After year-long project, the 28,000-square-foot facility unveils innovative training program and greater capacity to rehabilitate homeless dogs across the country.
Mayor Al Root, Councilman Doug Jackson and Town Manager Selena Coffey were on hand for the ASPCA ribbon-cutting event.
Letter from the Town Manager
regarding New Water Leak Protection Plan
Dear Weaverville Town Water Customers:

With this letter I wish to inform you of changes in the way the Town will be handling water billing adjustments. Beginning on July 1, 2018, all requests for water billing adjustments will be made in accordance with a new Water Leak Protection Policy and processed through ServLine. You will receive, via mail, a similar letter from me along with a brochure on the Water Leak Protection Policy in the coming days. The Water Leak Protection Policy can also be accessed via the Town’s website at https:// . Under the new program customers with water lines of up to 2 inches in diameter will have up to $1,000 of coverage each year for qualifying leaks. Qualifying leaks are those leaks, other than those non-qualifying leaks listed below, that generate a minimum additional charge resulting in a water bill that is twice the average water bill for that customer calculated over a 12-month period.
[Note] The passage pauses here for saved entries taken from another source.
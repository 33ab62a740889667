//! Cache-aside storage for single-application reads.

use async_trait::async_trait;
use moka::future::Cache;
use moka::Expiry;
use serde::{de::DeserializeOwned, Serialize};
use std::sync::Arc;
use std::time::{Duration, Instant};

#[async_trait]
pub trait CacheStore: Send + Sync {
    async fn get(&self, key: &str) -> Option<Vec<u8>>;

    async fn set(&self, key: &str, value: Vec<u8>, ttl: Duration);

    async fn invalidate(&self, key: &str);
}

pub fn application_key(id: i64) -> String {
    format!("application:{id}:info")
}

pub fn encode<T: Serialize>(value: &T) -> Result<Vec<u8>, String> {
    let mut cbor = Vec::new();
    ciborium::ser::into_writer(value, &mut cbor).map_err(|e| format!("Failed to encode cache value: {e}"))?;
    Ok(cbor)
}

pub fn decode<T: DeserializeOwned>(bytes: &[u8]) -> Result<T, String> {
    ciborium::de::from_reader(bytes).map_err(|e| format!("Failed to decode cache value: {e}"))
}

#[derive(Clone)]
struct CachedValue {
    bytes: Arc<Vec<u8>>,
    ttl: Duration,
}

struct PerEntryTtl;

impl Expiry<String, CachedValue> for PerEntryTtl {
    fn expire_after_create(&self, _key: &String, value: &CachedValue, _created_at: Instant) -> Option<Duration> {
        Some(value.ttl)
    }

    fn expire_after_update(
        &self,
        _key: &String,
        value: &CachedValue,
        _updated_at: Instant,
        _duration_until_expiry: Option<Duration>,
    ) -> Option<Duration> {
        Some(value.ttl)
    }
}

pub struct MokaCacheStore {
    entries: Cache<String, CachedValue>,
}

impl MokaCacheStore {
    pub fn new(max_capacity: u64) -> Self {
        Self {
            entries: Cache::builder()
                .max_capacity(max_capacity)
                .expire_after(PerEntryTtl)
                .build(),
        }
    }
}

impl Default for MokaCacheStore {
    fn default() -> Self {
        Self::new(10_000)
    }
}

#[async_trait]
impl CacheStore for MokaCacheStore {
    async fn get(&self, key: &str) -> Option<Vec<u8>> {
        self.entries.get(key).await.map(|v| v.bytes.as_ref().clone())
    }

    async fn set(&self, key: &str, value: Vec<u8>, ttl: Duration) {
        let value = CachedValue {
            bytes: Arc::new(value),
            ttl,
        };
        self.entries.insert(key.to_string(), value).await;
    }

    async fn invalidate(&self, key: &str) {
        self.entries.invalidate(key).await;
    }
}

#[cfg(test)]
mod tests {
    use super::*;
    use serde::Deserialize;

    #[derive(Debug, PartialEq, Serialize, Deserialize)]
    struct Sample {
        id: i64,
        name: String,
    }

    #[test]
    fn test_application_key() {
        assert_eq!(application_key(42), "application:42:info");
    }

    #[test]
    fn test_cbor_roundtrip_and_garbage() {
        let sample = Sample {
            id: 1,
            name: "Ivan".to_string(),
        };
        let bytes = encode(&sample).unwrap();
        assert_eq!(decode::<Sample>(&bytes).unwrap(), sample);
        assert!(decode::<Sample>(&[0xff, 0x00]).is_err());
    }

    #[tokio::test]
    async fn test_set_get_invalidate() {
        let cache = MokaCacheStore::default();
        cache.set("k", vec![1, 2, 3], Duration::from_secs(60)).await;
        assert_eq!(cache.get("k").await, Some(vec![1, 2, 3]));
        cache.invalidate("k").await;
        assert_eq!(cache.get("k").await, None);
    }

    #[tokio::test]
    async fn test_entries_expire_individually() {
        let cache = MokaCacheStore::default();
        cache.set("short", vec![1], Duration::from_millis(50)).await;
        cache.set("long", vec![2], Duration::from_secs(60)).await;
        tokio::time::sleep(Duration::from_millis(120)).await;
        assert_eq!(cache.get("short").await, None);
        assert_eq!(cache.get("long").await, Some(vec![2]));
    }
}
//! # Mutation pipeline
//!
//! Every application write follows the same path inside one unit of work:
//! guard, fetch, snapshot, apply, diff, persist. The entity and its audit
//! entry are committed together or not at all; after a successful commit the
//! cached copy of the application is dropped.

use branch_desk_api::{
    ActorIdentity, ApiError, ApiResult, ApplicationStatus, ApplicationUpdate, DeleteOutcome, NewApplication, STAFF,
};
use branch_desk_db::models::{compute_diff, ApplicationModel, AuditEntryModel, DiffResult, NoteSequence, Tracked, PHONE_NUMBER_MAX_CHARS};
use branch_desk_db::repository::{CreateBatch, ExistByIds, FindById, UnitOfWorkSession, UpdateBatch};
use branch_desk_db::utils::bounded;
use chrono::Utc;
use validator::Validate;

use crate::access_guard::authorize;
use crate::context::{storage_error, ServiceContext};

#[derive(Debug, Clone, Copy, PartialEq, Eq)]
pub enum PipelineStage {
    Start,
    Authorized,
    Fetched,
    Snapshotted,
    Applied,
    Diffed,
    Committed,
    Failed,
}

impl std::fmt::Display for PipelineStage {
    fn fmt(&self, f: &mut std::fmt::Formatter<'_>) -> std::fmt::Result {
        let name = match self {
            PipelineStage::Start => "start",
            PipelineStage::Authorized => "authorized",
            PipelineStage::Fetched => "fetched",
            PipelineStage::Snapshotted => "snapshotted",
            PipelineStage::Applied => "applied",
            PipelineStage::Diffed => "diffed",
            PipelineStage::Committed => "committed",
            PipelineStage::Failed => "failed",
        };
        f.write_str(name)
    }
}

fn stage(stage: PipelineStage, application_id: i64) {
    tracing::debug!(%stage, application_id, "Mutation pipeline");
}

/// Loads an application the actor may see, `NotFound` otherwise
pub(crate) async fn fetch_visible(
    session: &dyn UnitOfWorkSession,
    actor: &ActorIdentity,
    id: i64,
) -> ApiResult<ApplicationModel> {
    let application = session
        .applications()
        .find_by_id(id)
        .await
        .map_err(storage_error("load application"))?;
    match application {
        Some(application) if application.is_visible_to(actor) => Ok(application),
        _ => {
            tracing::warn!(application_id = id, username = %actor.username, "Application not found");
            Err(ApiError::not_found("Application", id))
        }
    }
}

pub(crate) async fn ensure_branch_exists(
    session: &dyn UnitOfWorkSession,
    field: &str,
    branch_id: i64,
) -> ApiResult<()> {
    let found = session
        .branches()
        .exist_by_ids(&[branch_id])
        .await
        .map_err(storage_error("check branch"))?;
    if found.iter().all(|(_, exists)| *exists) && !found.is_empty() {
        Ok(())
    } else {
        Err(ApiError::validation(field, format!("Branch {branch_id} does not exist")))
    }
}

/// Application writes: intake, tracked-field updates and soft deletion
#[derive(Clone)]
pub struct MutationPipeline {
    ctx: ServiceContext,
}

impl MutationPipeline {
    pub fn new(ctx: ServiceContext) -> Self {
        Self { ctx }
    }

    pub async fn submit_application(
        &self,
        actor: Option<&ActorIdentity>,
        input: NewApplication,
    ) -> ApiResult<ApplicationModel> {
        let actor = authorize(actor, STAFF)?;
        input.validate()?;

        let session = self.ctx.begin().await?;
        let result = Self::submit_in(&*session, input).await;
        let created = self.ctx.commit_or_discard(session, result).await?;
        tracing::info!(application_id = created.id, username = %actor.username, "Application submitted");
        Ok(created)
    }

    async fn submit_in(session: &dyn UnitOfWorkSession, input: NewApplication) -> ApiResult<ApplicationModel> {
        ensure_branch_exists(session, "branch_id", input.branch_id.get()).await?;
        let application = ApplicationModel {
            id: 0,
            client_name: input.client_name,
            phone_number: bounded("phone_number", &input.phone_number, PHONE_NUMBER_MAX_CHARS)?,
            product: input.product,
            status: ApplicationStatus::InProgress,
            branch_id: input.branch_id.get(),
            notes: NoteSequence::new(),
            is_deleted: false,
            deleted_at: None,
            deleted_by: None,
            created_at: Utc::now(),
        };
        let mut created = session
            .applications()
            .create_batch(vec![application])
            .await
            .map_err(storage_error("create application"))?;
        created
            .pop()
            .ok_or_else(|| ApiError::InternalError("Failed to create application".to_string()))
    }

    /// Applies the present fields of `update` and records one audit entry for
    /// whatever actually changed. Unchanged values write nothing.
    pub async fn update_application(
        &self,
        actor: Option<&ActorIdentity>,
        id: i64,
        update: ApplicationUpdate,
    ) -> ApiResult<ApplicationModel> {
        stage(PipelineStage::Start, id);
        let actor = authorize(actor, STAFF)?;
        update.validate()?;
        stage(PipelineStage::Authorized, id);

        let session = self.ctx.begin().await?;
        let result = Self::update_in(&*session, &actor, id, &update).await;
        let result = self.ctx.commit_or_discard(session, result).await;
        self.conclude(id, result).await
    }

    async fn update_in(
        session: &dyn UnitOfWorkSession,
        actor: &ActorIdentity,
        id: i64,
        update: &ApplicationUpdate,
    ) -> ApiResult<ApplicationModel> {
        let mut application = fetch_visible(session, actor, id).await?;
        stage(PipelineStage::Fetched, id);

        if let Some(branch_id) = update.branch_id {
            ensure_branch_exists(session, "branch_id", branch_id.get()).await?;
        }

        let before = application.snapshot();
        stage(PipelineStage::Snapshotted, id);

        let proposed = ApplicationModel::proposed(update);
        application.apply_patch(update)?;
        stage(PipelineStage::Applied, id);

        let diff = compute_diff(&ApplicationModel::tracked_field_names(), &before, &proposed);
        stage(PipelineStage::Diffed, id);

        let DiffResult::Changed(diff) = diff else {
            return Ok(application);
        };
        let entry = AuditEntryModel::from_diff(id, diff, &actor.username, Utc::now());

        let mut updated = session
            .applications()
            .update_batch(vec![application])
            .await
            .map_err(storage_error("update application"))?;
        session
            .audit_entries()
            .create_batch(vec![entry])
            .await
            .map_err(storage_error("record audit entry"))?;

        updated
            .pop()
            .ok_or_else(|| ApiError::InternalError("Failed to update application".to_string()))
    }

    /// Soft delete. Deleting an already deleted application succeeds without
    /// touching the original deletion stamp.
    pub async fn delete_application(&self, actor: Option<&ActorIdentity>, id: i64) -> ApiResult<DeleteOutcome> {
        stage(PipelineStage::Start, id);
        let actor = authorize(actor, STAFF)?;
        stage(PipelineStage::Authorized, id);

        let session = self.ctx.begin().await?;
        let result = Self::delete_in(&*session, &actor, id).await;
        let result = self.ctx.commit_or_discard(session, result).await;
        self.conclude(id, result).await?;

        tracing::info!(application_id = id, username = %actor.username, "Application soft-deleted");
        Ok(DeleteOutcome::deleted(format!("Application {id} soft-deleted")))
    }

    async fn delete_in(session: &dyn UnitOfWorkSession, actor: &ActorIdentity, id: i64) -> ApiResult<()> {
        let mut application = fetch_visible(session, actor, id).await?;
        stage(PipelineStage::Fetched, id);

        if !application.soft_delete(&actor.username, Utc::now()) {
            return Ok(());
        }
        session
            .applications()
            .update_batch(vec![application])
            .await
            .map_err(storage_error("delete application"))?;
        Ok(())
    }

    async fn conclude<T>(&self, id: i64, result: ApiResult<T>) -> ApiResult<T> {
        match &result {
            Ok(_) => {
                stage(PipelineStage::Committed, id);
                self.ctx.invalidate_application(id).await;
            }
            Err(e) => tracing::debug!(stage = %PipelineStage::Failed, application_id = id, error = %e, "Mutation pipeline"),
        }
        result
    }
}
Non-qualifying leaks/usage include the following :

  1. Leaks on any water line greater than two (2) inches in diameter;
  2. Leaks associated with structures that have been left or abandoned without reasonable care for the plumbing system;
  3. Leaks experienced by residential customers who do not have their own Town water meter;
  4. Leaks on irrigation systems or irrigation lines; 
  5. Leaks in any structure other than the primary residential or primary commercial structure, such as, but not limited to, detached garages or storage buildings;
  6. Filling swimming pools or leaks in swimming pools;
  7. Filling of water features, such as fountains or fish ponds, or leaks associated with water features;
  8. Filling of, leaks associated with, and/or general water usage associated with outdoor recreational activities such as, but not limited to, hot tubs, kiddie pools, slip-n-slides, and sprinklers;
  9. Watering of lawns or gardens;
  10. Washing cars;
  11. Washing or pressure-washing driveways, windows or siding of any residential or commercial structure; and
  12. Negligent or intentional acts such as leaving the water running.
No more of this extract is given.